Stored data

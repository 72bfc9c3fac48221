use anyhow::Result;
use tokio::sync::mpsc;
use tracing::{error, info, warn};

use crate::cancel::CancelToken;
use crate::error::TreeError;
use crate::listing::TreeService;
use crate::protocol::{self, ChildrenRequest, ErrorKind, ItemsRequest, ItemsResponse, Message, RootRequest};

/// Handle to send encoded frames back to a connection
#[derive(Clone)]
pub struct ConnectionHandle {
    tx: mpsc::Sender<Vec<u8>>,
}

impl ConnectionHandle {
    pub fn new(tx: mpsc::Sender<Vec<u8>>) -> Self {
        Self { tx }
    }

    pub async fn send_message(&self, msg: &Message) -> Result<()> {
        self.tx
            .send(msg.encode())
            .await
            .map_err(|_| anyhow::anyhow!("connection channel closed"))
    }
}

/// Handles tree request messages (request-response)
pub struct TreeHandler {
    service: TreeService,
}

impl TreeHandler {
    pub fn new(service: TreeService) -> Self {
        Self { service }
    }

    /// Whether a message type belongs to this handler.
    pub fn handles(msg_type: u8) -> bool {
        matches!(
            msg_type,
            protocol::TREE_ROOT_REQ | protocol::TREE_CHILDREN_REQ | protocol::TREE_ITEMS_REQ
        )
    }

    /// Process one tree request and send the reply (page, items, or
    /// structured error) back on the connection.
    pub async fn handle_message(
        &self,
        msg: Message,
        handle: &ConnectionHandle,
        cancel: &CancelToken,
    ) {
        let request_id = msg.header.request_id;

        let result = match msg.header.msg_type {
            protocol::TREE_ROOT_REQ => self.handle_root(msg, handle, cancel).await,
            protocol::TREE_CHILDREN_REQ => self.handle_children(msg, handle, cancel).await,
            protocol::TREE_ITEMS_REQ => self.handle_items(msg, handle, cancel).await,
            other => {
                warn!("tree handler: unexpected message type 0x{:02x}", other);
                return;
            }
        };

        if let Err(e) = result {
            error!("tree request {} reply failed: {:#}", request_id, e);
        }
    }

    async fn handle_root(
        &self,
        msg: Message,
        handle: &ConnectionHandle,
        cancel: &CancelToken,
    ) -> Result<()> {
        let request_id = msg.header.request_id;
        // An empty payload means default pagination.
        let req: RootRequest = if msg.payload.is_empty() {
            RootRequest {
                skip: 0,
                take: protocol::default_take(),
            }
        } else {
            match msg.parse_json() {
                Ok(r) => r,
                Err(e) => {
                    return send_invalid(handle, request_id, format!("invalid TREE_ROOT_REQ: {}", e))
                        .await
                }
            }
        };

        info!("tree root: skip={} take={}", req.skip, req.take);

        match self.service.root(req.skip, req.take, cancel) {
            Ok(page) => {
                let reply = Message::json(protocol::TREE_PAGE_RESP, request_id, &page)?;
                handle.send_message(&reply).await
            }
            Err(e) => send_tree_error(handle, request_id, &e).await,
        }
    }

    async fn handle_children(
        &self,
        msg: Message,
        handle: &ConnectionHandle,
        cancel: &CancelToken,
    ) -> Result<()> {
        let request_id = msg.header.request_id;
        let req: ChildrenRequest = match msg.parse_json() {
            Ok(r) => r,
            Err(e) => {
                return send_invalid(
                    handle,
                    request_id,
                    format!("invalid TREE_CHILDREN_REQ: {}", e),
                )
                .await
            }
        };

        info!(
            "tree children: {:?} skip={} take={}",
            req.path, req.skip, req.take
        );

        match self.service.children(&req.path, req.skip, req.take, cancel) {
            Ok(page) => {
                let reply = Message::json(protocol::TREE_PAGE_RESP, request_id, &page)?;
                handle.send_message(&reply).await
            }
            Err(e) => send_tree_error(handle, request_id, &e).await,
        }
    }

    async fn handle_items(
        &self,
        msg: Message,
        handle: &ConnectionHandle,
        cancel: &CancelToken,
    ) -> Result<()> {
        let request_id = msg.header.request_id;
        let req: ItemsRequest = match msg.parse_json() {
            Ok(r) => r,
            Err(e) => {
                return send_invalid(handle, request_id, format!("invalid TREE_ITEMS_REQ: {}", e))
                    .await
            }
        };

        info!("tree items: {} paths", req.paths.len());

        match self.service.items(&req.paths, cancel) {
            Ok(items) => {
                let reply = Message::json(
                    protocol::TREE_ITEMS_RESP,
                    request_id,
                    &ItemsResponse { items },
                )?;
                handle.send_message(&reply).await
            }
            Err(e) => send_tree_error(handle, request_id, &e).await,
        }
    }
}

async fn send_tree_error(
    handle: &ConnectionHandle,
    request_id: u32,
    err: &TreeError,
) -> Result<()> {
    let msg = protocol::tree_error(request_id, err.kind(), err.to_string())?;
    handle.send_message(&msg).await
}

async fn send_invalid(handle: &ConnectionHandle, request_id: u32, message: String) -> Result<()> {
    let msg = protocol::tree_error(request_id, ErrorKind::InvalidArgument, message)?;
    handle.send_message(&msg).await
}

## Task to carry out
Given the entries above, say how many lines include the word "format", and write nothing besides the number.

## Result of this task
3